_Data shown:_
######
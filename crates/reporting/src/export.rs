//! CSV, JSON and plain-text renderings of metrics and lift rows.

use adlift_core::types::{DataSummary, LiftRow, MetricValue, MetricsRow};
use adlift_core::{AdliftError, AdliftResult, ExportConfig};
use serde::Serialize;

/// One row per period: `period`, `start_date`, `end_date`, then every
/// measure and metric. Undefined metrics are written as the configured label.
pub fn to_csv(rows: &[MetricsRow], config: &ExportConfig) -> AdliftResult<String> {
    let mut header = vec![
        "period".to_string(),
        "start_date".to_string(),
        "end_date".to_string(),
    ];
    header.extend(MetricsRow::column_names());

    let records = rows.iter().map(|row| {
        let mut record = vec![
            row.period.clone(),
            row.start_date.to_string(),
            row.end_date.to_string(),
        ];
        record.extend(render_values(row.named_values(), config));
        record
    });
    write_csv(header, records, config)
}

/// One row per compared pair: `baseline`, `comparison`, then every lift
/// percentage.
pub fn lift_to_csv(lifts: &[LiftRow], config: &ExportConfig) -> AdliftResult<String> {
    let mut header = vec!["baseline".to_string(), "comparison".to_string()];
    header.extend(MetricsRow::column_names());

    let records = lifts.iter().map(|lift| {
        let mut record = vec![lift.baseline.clone(), lift.comparison.clone()];
        record.extend(render_values(lift.entries.iter().cloned(), config));
        record
    });
    write_csv(header, records, config)
}

#[derive(Serialize)]
struct ReportDocument<'a> {
    summary: &'a DataSummary,
    rows: &'a [MetricsRow],
    #[serde(skip_serializing_if = "Option::is_none")]
    lifts: Option<&'a [LiftRow]>,
}

/// `{"summary": {...}, "rows": [...], "lifts": [...]}` in one document;
/// `lifts` is omitted when `None`.
pub fn report_to_json(summary: &DataSummary, rows: &[MetricsRow], lifts: Option<&[LiftRow]>) -> AdliftResult<String> {
    Ok(serde_json::to_string_pretty(&ReportDocument {
        summary,
        rows,
        lifts,
    })?)
}

/// Terminal block describing everything loaded, before any period applies.
pub fn render_summary(summary: &DataSummary, config: &ExportConfig) -> String {
    let date = |d: Option<chrono::NaiveDate>| d.map_or_else(|| "-".to_string(), |d| d.to_string());
    let amount = |v: f64| format!("{:.*}", config.precision, v);
    let lines = [
        ("days_of_data", summary.days.to_string()),
        ("first_date", date(summary.first_date)),
        ("last_date", date(summary.last_date)),
        ("orders", amount(summary.sales.orders)),
        ("units", amount(summary.sales.units)),
        ("net_revenue", amount(summary.sales.net_revenue)),
        ("ads_spend", amount(summary.ads.spend)),
        ("ads_sales", amount(summary.ads.sales)),
        ("ads_orders", amount(summary.ads.orders)),
    ];

    let label_width = lines.iter().map(|(l, _)| l.len()).max().unwrap_or(0);
    let width = lines.iter().map(|(_, v)| v.len()).max().unwrap_or(0);
    let mut out = String::from("data summary\n");
    for (label, value) in &lines {
        push_line(&mut out, label, &[value], label_width, &[width]);
    }
    out
}

/// Terminal table with periods as columns and one line per named value.
pub fn render_table(rows: &[MetricsRow], config: &ExportConfig) -> String {
    let names = MetricsRow::column_names();
    let columns: Vec<Vec<String>> = rows
        .iter()
        .map(|row| render_values(row.named_values(), config).collect())
        .collect();

    let label_width = names
        .iter()
        .map(String::len)
        .chain(std::iter::once("metric".len()))
        .max()
        .unwrap_or(0);
    let widths: Vec<usize> = rows
        .iter()
        .zip(&columns)
        .map(|(row, values)| {
            values
                .iter()
                .map(String::len)
                .chain([row.period.len(), row.start_date.to_string().len()])
                .max()
                .unwrap_or(0)
        })
        .collect();

    let mut out = String::new();
    let periods: Vec<&str> = rows.iter().map(|r| r.period.as_str()).collect();
    push_line(&mut out, "metric", &periods, label_width, &widths);
    let starts: Vec<String> = rows.iter().map(|r| r.start_date.to_string()).collect();
    let ends: Vec<String> = rows.iter().map(|r| r.end_date.to_string()).collect();
    push_line(&mut out, "start_date", &starts, label_width, &widths);
    push_line(&mut out, "end_date", &ends, label_width, &widths);
    for (i, name) in names.iter().enumerate() {
        let cells: Vec<&str> = columns.iter().map(|c| c[i].as_str()).collect();
        push_line(&mut out, name, &cells, label_width, &widths);
    }
    out
}

/// Terminal table of lifts with one column per compared pair.
pub fn render_lift_table(lifts: &[LiftRow], config: &ExportConfig) -> String {
    let names = MetricsRow::column_names();
    let titles: Vec<String> = lifts
        .iter()
        .map(|l| format!("{} vs {}", l.comparison, l.baseline))
        .collect();
    let columns: Vec<Vec<String>> = lifts
        .iter()
        .map(|l| render_values(l.entries.iter().cloned(), config).collect())
        .collect();

    let label_width = names.iter().map(String::len).max().unwrap_or(0).max("lift %".len());
    let widths: Vec<usize> = titles
        .iter()
        .zip(&columns)
        .map(|(title, values)| values.iter().map(String::len).chain([title.len()]).max().unwrap_or(0))
        .collect();

    let mut out = String::new();
    push_line(&mut out, "lift %", &titles, label_width, &widths);
    for (i, name) in names.iter().enumerate() {
        let cells: Vec<&str> = columns.iter().map(|c| c[i].as_str()).collect();
        push_line(&mut out, name, &cells, label_width, &widths);
    }
    out
}

fn push_line<S: AsRef<str>>(out: &mut String, label: &str, cells: &[S], label_width: usize, widths: &[usize]) {
    out.push_str(&format!("{label:<label_width$}"));
    for (cell, width) in cells.iter().zip(widths) {
        out.push_str(&format!("  {:>width$}", cell.as_ref(), width = *width));
    }
    out.push('\n');
}

fn render_values<'a>(
    values: impl IntoIterator<Item = (String, MetricValue)> + 'a,
    config: &'a ExportConfig,
) -> impl Iterator<Item = String> + 'a {
    values
        .into_iter()
        .map(move |(_, value)| value.render(config.precision, &config.undefined_label))
}

fn write_csv(
    header: Vec<String>,
    records: impl Iterator<Item = Vec<String>>,
    config: &ExportConfig,
) -> AdliftResult<String> {
    let delimiter = u8::try_from(config.delimiter)
        .map_err(|_| AdliftError::Export(format!("delimiter {:?} is not a single byte", config.delimiter)))?;
    let mut writer = csv::WriterBuilder::new()
        .delimiter(delimiter)
        .from_writer(Vec::new());

    writer
        .write_record(&header)
        .map_err(|e| AdliftError::Export(e.to_string()))?;
    for record in records {
        writer
            .write_record(&record)
            .map_err(|e| AdliftError::Export(e.to_string()))?;
    }

    let bytes = writer
        .into_inner()
        .map_err(|e| AdliftError::Export(e.to_string()))?;
    String::from_utf8(bytes).map_err(|e| AdliftError::Export(e.to_string()))
}

#[cfg(test)]
mod tests {
    use super::*;
    use adlift_core::types::{AdMeasures, DatasetKind, PeriodDefinition, PeriodSummary, SalesMeasures};
    use chrono::NaiveDate;

    use crate::lift::compute_lift;
    use crate::metrics::calculate;
    use crate::period::PeriodBreakdown;

    fn row(name: &str, spend: f64) -> MetricsRow {
        let date = NaiveDate::from_ymd_opt(2024, 7, 10).unwrap();
        let summary = |kind, measures| PeriodSummary {
            period: name.to_string(),
            kind,
            active_days: 1,
            measures,
        };
        calculate(&PeriodBreakdown {
            period: PeriodDefinition::new(name, date, date),
            active_days: 1,
            transactions: PeriodSummary {
                period: name.to_string(),
                kind: DatasetKind::Transactions,
                active_days: 1,
                measures: SalesMeasures {
                    orders: 1.0,
                    units: 1.0,
                    gross_revenue: 100.0,
                    promotion_discount: 10.0,
                    net_revenue: 90.0,
                },
            },
            sponsored_products: summary(
                DatasetKind::SponsoredProducts,
                AdMeasures {
                    impressions: 1000.0,
                    clicks: 20.0,
                    spend,
                    sales: 50.0,
                    orders: 2.0,
                },
            ),
            sponsored_brands: summary(DatasetKind::SponsoredBrands, AdMeasures::default()),
            sponsored_display: summary(DatasetKind::SponsoredDisplay, AdMeasures::default()),
        })
    }

    #[test]
    fn test_csv_header_and_labels() {
        let csv = to_csv(&[row("lead-in", 10.0)], &ExportConfig::default()).unwrap();
        let mut lines = csv.lines();
        let header: Vec<&str> = lines.next().unwrap().split(',').collect();
        let values: Vec<&str> = lines.next().unwrap().split(',').collect();
        assert_eq!(&header[..3], &["period", "start_date", "end_date"]);
        assert_eq!(header.len(), values.len());

        let field = |name: &str| values[header.iter().position(|h| *h == name).unwrap()];
        assert_eq!(field("period"), "lead-in");
        assert_eq!(field("net_revenue"), "90.00");
        assert_eq!(field("sp_ctr"), "2.00");
        assert_eq!(field("sb_ctr"), "N/A");
        assert_eq!(field("tacos"), "7.14");
    }

    #[test]
    fn test_csv_custom_delimiter_and_label() {
        let config = ExportConfig {
            undefined_label: "undefined".to_string(),
            precision: 1,
            delimiter: ';',
        };
        let csv = to_csv(&[row("event", 10.0)], &config).unwrap();
        assert!(csv.starts_with("period;start_date;end_date;orders"));
        assert!(csv.contains(";undefined;"));
    }

    #[test]
    fn test_non_ascii_delimiter_rejected() {
        let config = ExportConfig {
            delimiter: '→',
            ..Default::default()
        };
        assert!(matches!(to_csv(&[], &config), Err(AdliftError::Export(_))));
    }

    #[test]
    fn test_json_keeps_undefined_tag() {
        let json = report_to_json(&DataSummary::default(), &[row("lead-in", 10.0)], None).unwrap();
        assert!(json.contains(r#""status": "undefined""#));
        let document: serde_json::Value = serde_json::from_str(&json).unwrap();
        let parsed: Vec<MetricsRow> = serde_json::from_value(document["rows"].clone()).unwrap();
        assert_eq!(parsed[0].period, "lead-in");
        assert!(parsed[0].sponsored_brands.ratios.ctr.is_undefined());
        assert_eq!(parsed[0].sponsored_products.ratios.cpa, MetricValue::Value(5.0));
    }

    fn summary() -> DataSummary {
        DataSummary {
            days: 2,
            first_date: NaiveDate::from_ymd_opt(2024, 7, 9),
            last_date: NaiveDate::from_ymd_opt(2024, 7, 11),
            sales: SalesMeasures {
                orders: 1.0,
                net_revenue: 90.0,
                ..Default::default()
            },
            ads: AdMeasures {
                spend: 10.0,
                sales: 50.0,
                ..Default::default()
            },
        }
    }

    #[test]
    fn test_summary_block() {
        let text = render_summary(&summary(), &ExportConfig::default());
        let lines: Vec<&str> = text.lines().collect();
        assert_eq!(lines[0], "data summary");
        assert!(lines[1].starts_with("days_of_data") && lines[1].ends_with('2'));
        assert!(text.lines().any(|l| l.starts_with("first_date") && l.ends_with("2024-07-09")));
        assert!(text.lines().any(|l| l.starts_with("net_revenue") && l.ends_with("90.00")));
        assert!(text.lines().any(|l| l.starts_with("ads_spend") && l.ends_with("10.00")));

        let empty = render_summary(&DataSummary::default(), &ExportConfig::default());
        assert!(empty.lines().any(|l| l.starts_with("last_date") && l.ends_with('-')));
    }

    #[test]
    fn test_report_json_document() {
        let rows = vec![row("lead-in", 10.0), row("event", 20.0)];
        let lifts = crate::lift::lift_matrix(&rows);
        let json: serde_json::Value =
            serde_json::from_str(&report_to_json(&summary(), &rows, Some(&lifts)).unwrap()).unwrap();
        assert_eq!(json["summary"]["days"], 2);
        assert_eq!(json["summary"]["first_date"], "2024-07-09");
        assert_eq!(json["rows"].as_array().unwrap().len(), 2);
        assert_eq!(json["lifts"][0]["comparison"], "event");

        let json: serde_json::Value =
            serde_json::from_str(&report_to_json(&summary(), &rows, None).unwrap()).unwrap();
        assert!(json.get("lifts").is_none());
    }

    #[test]
    fn test_lift_csv() {
        let lift = compute_lift(&row("lead-in", 10.0), &row("event", 20.0));
        let csv = lift_to_csv(&[lift], &ExportConfig::default()).unwrap();
        let mut lines = csv.lines();
        let header: Vec<&str> = lines.next().unwrap().split(',').collect();
        let values: Vec<&str> = lines.next().unwrap().split(',').collect();
        let field = |name: &str| values[header.iter().position(|h| *h == name).unwrap()];
        assert_eq!(field("baseline"), "lead-in");
        assert_eq!(field("sp_spend"), "100.00");
        assert_eq!(field("sp_clicks"), "0.00");
        assert_eq!(field("sb_spend"), "N/A");
    }

    #[test]
    fn test_table_has_a_line_per_value() {
        let text = render_table(&[row("lead-in", 10.0), row("lead-out", 5.0)], &ExportConfig::default());
        let lines: Vec<&str> = text.lines().collect();
        assert_eq!(lines.len(), MetricsRow::column_names().len() + 3);
        assert!(lines[0].starts_with("metric"));
        assert!(lines[0].contains("lead-in") && lines[0].contains("lead-out"));
        assert!(text.lines().any(|l| l.starts_with("sb_roas") && l.contains("N/A")));
    }

    #[test]
    fn test_lift_table_titles() {
        let lift = compute_lift(&row("lead-in", 10.0), &row("event", 20.0));
        let text = render_lift_table(&[lift], &ExportConfig::default());
        let first = text.lines().next().unwrap();
        assert!(first.starts_with("lift %"));
        assert!(first.ends_with("event vs lead-in"));
        assert!(text.lines().any(|l| l.starts_with("sp_spend") && l.ends_with("100.00")));
    }
}
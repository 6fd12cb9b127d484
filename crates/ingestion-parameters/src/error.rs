use thiserror::Error;

#[derive(Debug, Clone, PartialEq, Eq, Error)]
pub enum ParameterError {
    /// The value is not one of the kinds the statement protocol can carry.
    #[error("value {value} not supported")]
    UnsupportedValueType { value: String },
    #[error("row has {values} values for {columns} columns")]
    SchemaMismatch { columns: usize, values: usize },
    #[error("row {index}: {source}")]
    Row {
        index: usize,
        #[source]
        source: Box<ParameterError>,
    },
}

impl ParameterError {
    pub(crate) fn unsupported(value: impl std::fmt::Display) -> Self {
        Self::UnsupportedValueType {
            value: value.to_string(),
        }
    }

    /// True when the root cause is an unsupported value, looking through row wrappers.
    #[must_use]
    pub fn is_unsupported_value(&self) -> bool {
        match self {
            Self::UnsupportedValueType { .. } => true,
            Self::SchemaMismatch { .. } => false,
            Self::Row { source, .. } => source.is_unsupported_value(),
        }
    }

    /// Index of the failing row for batch failures.
    #[must_use]
    pub fn row_index(&self) -> Option<usize> {
        match self {
            Self::Row { index, .. } => Some(*index),
            _ => None,
        }
    }
}
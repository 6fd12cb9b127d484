//! Parameter marshalling for remote parameterized statement execution.
//!
//! Scalars from a loaded [`Dataset`] are encoded into the tagged wire values
//! accepted by the RDS Data API (`isNull`, `longValue`, `stringValue`, ...),
//! with a type hint for the textual encodings of timestamps, dates, times and
//! decimals. Everything here is pure and synchronous.

mod dataset;
mod encode;
mod error;
mod params;
mod value;

pub use dataset::{Dataset, DatasetShapeError};
pub use encode::{encode, EncodedValue, TypeHint};
pub use error::ParameterError;
pub use params::{
    parameterize, parameterize_all, parameterize_all_parallel, ParameterDescriptor, ParameterSet,
};
pub use value::ScalarValue;
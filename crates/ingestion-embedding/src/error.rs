use ingestion_dataset::DatasetError;
use storage_objects::ObjectStoreError;
use thiserror::Error;

#[derive(Debug, Error)]
pub enum EmbeddingError {
    #[error("embedding dimensions must be non-zero")]
    InvalidDimensions,
    #[error("embedder returned {actual} dimensions, expected {expected}")]
    DimensionMismatch { expected: usize, actual: usize },
    #[error("row {row} has no text to embed")]
    MissingText { row: usize },
    #[error("column `{0}` not present in dataset")]
    MissingColumn(String),
    #[error("embedding service error: {0}")]
    Remote(String),
    #[error("failed to decode embedding payload: {0}")]
    Decode(String),
    #[error(transparent)]
    Store(#[from] ObjectStoreError),
    #[error(transparent)]
    Dataset(#[from] DatasetError),
}
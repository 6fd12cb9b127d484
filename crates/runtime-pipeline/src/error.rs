use ingestion_embedding::EmbeddingError;
use ingestion_import::ImportError;
use storage_vector::QueryError;
use thiserror::Error;

use crate::config::ConfigError;

#[derive(Debug, Error)]
pub enum PipelineError {
    #[error(transparent)]
    Config(#[from] ConfigError),
    #[error(transparent)]
    Embedding(#[from] EmbeddingError),
    #[error(transparent)]
    Import(#[from] ImportError),
    #[error(transparent)]
    Query(#[from] QueryError),
    #[error("invalid query event: {0}")]
    InvalidEvent(String),
    #[error("failed to encode response: {0}")]
    Encode(String),
    #[error("{0} is not available in this pipeline")]
    Unavailable(&'static str),
}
######
Report all lines of the material that contain the word "usize".

_Final answer:_
    let widths: Vec<usize> = rows
    let widths: Vec<usize> = titles
fn push_line<S: AsRef<str>>(out: &mut String, label: &str, cells: &[S], label_width: usize, widths: &[usize]) {
    SchemaMismatch { columns: usize, values: usize },
        index: usize,
    pub fn row_index(&self) -> Option<usize> {
    DimensionMismatch { expected: usize, actual: usize },
    MissingText { row: usize },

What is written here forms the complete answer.